Set each line of the data down exactly, please.

[MATERIAL SUPPLIED Boundary: Start]

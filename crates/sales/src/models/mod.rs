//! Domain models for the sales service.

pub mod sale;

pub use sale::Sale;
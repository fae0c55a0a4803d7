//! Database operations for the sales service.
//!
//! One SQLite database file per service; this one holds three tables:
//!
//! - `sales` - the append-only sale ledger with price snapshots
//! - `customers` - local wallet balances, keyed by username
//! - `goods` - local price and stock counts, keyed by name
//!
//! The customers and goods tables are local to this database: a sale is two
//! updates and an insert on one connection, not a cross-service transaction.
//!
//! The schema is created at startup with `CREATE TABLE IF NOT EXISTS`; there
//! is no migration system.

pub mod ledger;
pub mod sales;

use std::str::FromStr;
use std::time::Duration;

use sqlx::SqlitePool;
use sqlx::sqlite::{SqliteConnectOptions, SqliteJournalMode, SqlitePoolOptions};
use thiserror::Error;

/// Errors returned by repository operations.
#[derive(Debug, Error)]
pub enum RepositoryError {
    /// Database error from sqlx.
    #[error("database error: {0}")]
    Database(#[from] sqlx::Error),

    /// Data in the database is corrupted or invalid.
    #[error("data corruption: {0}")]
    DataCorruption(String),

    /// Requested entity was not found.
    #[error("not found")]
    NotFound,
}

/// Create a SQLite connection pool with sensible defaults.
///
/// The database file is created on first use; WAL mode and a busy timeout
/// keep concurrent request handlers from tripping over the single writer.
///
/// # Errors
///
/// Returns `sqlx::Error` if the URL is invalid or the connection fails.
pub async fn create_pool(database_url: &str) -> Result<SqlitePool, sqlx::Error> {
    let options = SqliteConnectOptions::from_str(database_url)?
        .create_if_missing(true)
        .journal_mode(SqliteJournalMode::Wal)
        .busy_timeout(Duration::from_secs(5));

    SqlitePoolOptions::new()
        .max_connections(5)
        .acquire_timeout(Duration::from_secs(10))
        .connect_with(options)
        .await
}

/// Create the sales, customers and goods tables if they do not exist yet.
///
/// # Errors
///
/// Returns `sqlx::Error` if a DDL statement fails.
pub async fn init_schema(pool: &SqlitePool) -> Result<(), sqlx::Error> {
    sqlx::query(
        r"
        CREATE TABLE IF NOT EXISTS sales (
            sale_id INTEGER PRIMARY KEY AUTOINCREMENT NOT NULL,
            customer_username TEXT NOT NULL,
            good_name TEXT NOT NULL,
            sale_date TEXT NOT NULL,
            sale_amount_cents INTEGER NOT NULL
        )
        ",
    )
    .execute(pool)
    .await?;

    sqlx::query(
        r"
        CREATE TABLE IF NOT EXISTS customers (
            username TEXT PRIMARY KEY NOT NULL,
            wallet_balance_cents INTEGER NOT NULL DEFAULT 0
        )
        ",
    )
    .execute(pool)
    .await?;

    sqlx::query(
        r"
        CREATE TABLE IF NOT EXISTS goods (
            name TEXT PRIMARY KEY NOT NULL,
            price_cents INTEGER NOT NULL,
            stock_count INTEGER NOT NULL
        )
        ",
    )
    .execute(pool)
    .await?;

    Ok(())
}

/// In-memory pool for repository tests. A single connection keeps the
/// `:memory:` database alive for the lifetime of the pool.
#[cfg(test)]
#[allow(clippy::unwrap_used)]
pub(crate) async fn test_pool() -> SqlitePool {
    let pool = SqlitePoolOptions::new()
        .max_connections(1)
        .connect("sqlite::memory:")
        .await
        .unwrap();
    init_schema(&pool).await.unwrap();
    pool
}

[MATERIAL SUPPLIED Boundary: End]

COMPLETED EXERCISE =
filename crates/sales/src/models/mod.rs
//! Domain models for the sales service.

pub mod sale;

pub use sale::Sale;
repository fae0c55a0a4803d7
//! Database operations for the sales service.
//!
//! One SQLite database file per service; this one holds three tables:
//!
//! - `sales` - the append-only sale ledger with price snapshots
//! - `customers` - local wallet balances, keyed by username
//! - `goods` - local price and stock counts, keyed by name
//!
//! The customers and goods tables are local to this database: a sale is two
//! updates and an insert on one connection, not a cross-service transaction.
//!
//! The schema is created at startup with `CREATE TABLE IF NOT EXISTS`; there
//! is no migration system.

pub mod ledger;
pub mod sales;

use std::str::FromStr;
use std::time::Duration;

use sqlx::SqlitePool;
use sqlx::sqlite::{SqliteConnectOptions, SqliteJournalMode, SqlitePoolOptions};
use thiserror::Error;

/// Errors returned by repository operations.
#[derive(Debug, Error)]
pub enum RepositoryError {
    /// Database error from sqlx.
    #[error("database error: {0}")]
    Database(#[from] sqlx::Error),

    /// Data in the database is corrupted or invalid.
    #[error("data corruption: {0}")]
    DataCorruption(String),

    /// Requested entity was not found.
    #[error("not found")]
    NotFound,
}

/// Create a SQLite connection pool with sensible defaults.
///
/// The database file is created on first use; WAL mode and a busy timeout
/// keep concurrent request handlers from tripping over the single writer.
///
/// # Errors
///
/// Returns `sqlx::Error` if the URL is invalid or the connection fails.
pub async fn create_pool(database_url: &str) -> Result<SqlitePool, sqlx::Error> {
    let options = SqliteConnectOptions::from_str(database_url)?
        .create_if_missing(true)
        .journal_mode(SqliteJournalMode::Wal)
        .busy_timeout(Duration::from_secs(5));

    SqlitePoolOptions::new()
        .max_connections(5)
        .acquire_timeout(Duration::from_secs(10))
        .connect_with(options)
        .await
}

/// Create the sales, customers and goods tables if they do not exist yet.
///
/// # Errors
///
/// Returns `sqlx::Error` if a DDL statement fails.
pub async fn init_schema(pool: &SqlitePool) -> Result<(), sqlx::Error> {
    sqlx::query(
        r"
        CREATE TABLE IF NOT EXISTS sales (
            sale_id INTEGER PRIMARY KEY AUTOINCREMENT NOT NULL,
            customer_username TEXT NOT NULL,
            good_name TEXT NOT NULL,
            sale_date TEXT NOT NULL,
            sale_amount_cents INTEGER NOT NULL
        )
        ",
    )
    .execute(pool)
    .await?;

    sqlx::query(
        r"
        CREATE TABLE IF NOT EXISTS customers (
            username TEXT PRIMARY KEY NOT NULL,
            wallet_balance_cents INTEGER NOT NULL DEFAULT 0
        )
        ",
    )
    .execute(pool)
    .await?;

    sqlx::query(
        r"
        CREATE TABLE IF NOT EXISTS goods (
            name TEXT PRIMARY KEY NOT NULL,
            price_cents INTEGER NOT NULL,
            stock_count INTEGER NOT NULL
        )
        ",
    )
    .execute(pool)
    .await?;

    Ok(())
}

/// In-memory pool for repository tests. A single connection keeps the
/// `:memory:` database alive for the lifetime of the pool.
#[cfg(test)]
#[allow(clippy::unwrap_used)]
pub(crate) async fn test_pool() -> SqlitePool {
    let pool = SqlitePoolOptions::new()
        .max_connections(1)
        .connect("sqlite::memory:")
        .await
        .unwrap();
    init_schema(&pool).await.unwrap();
    pool
}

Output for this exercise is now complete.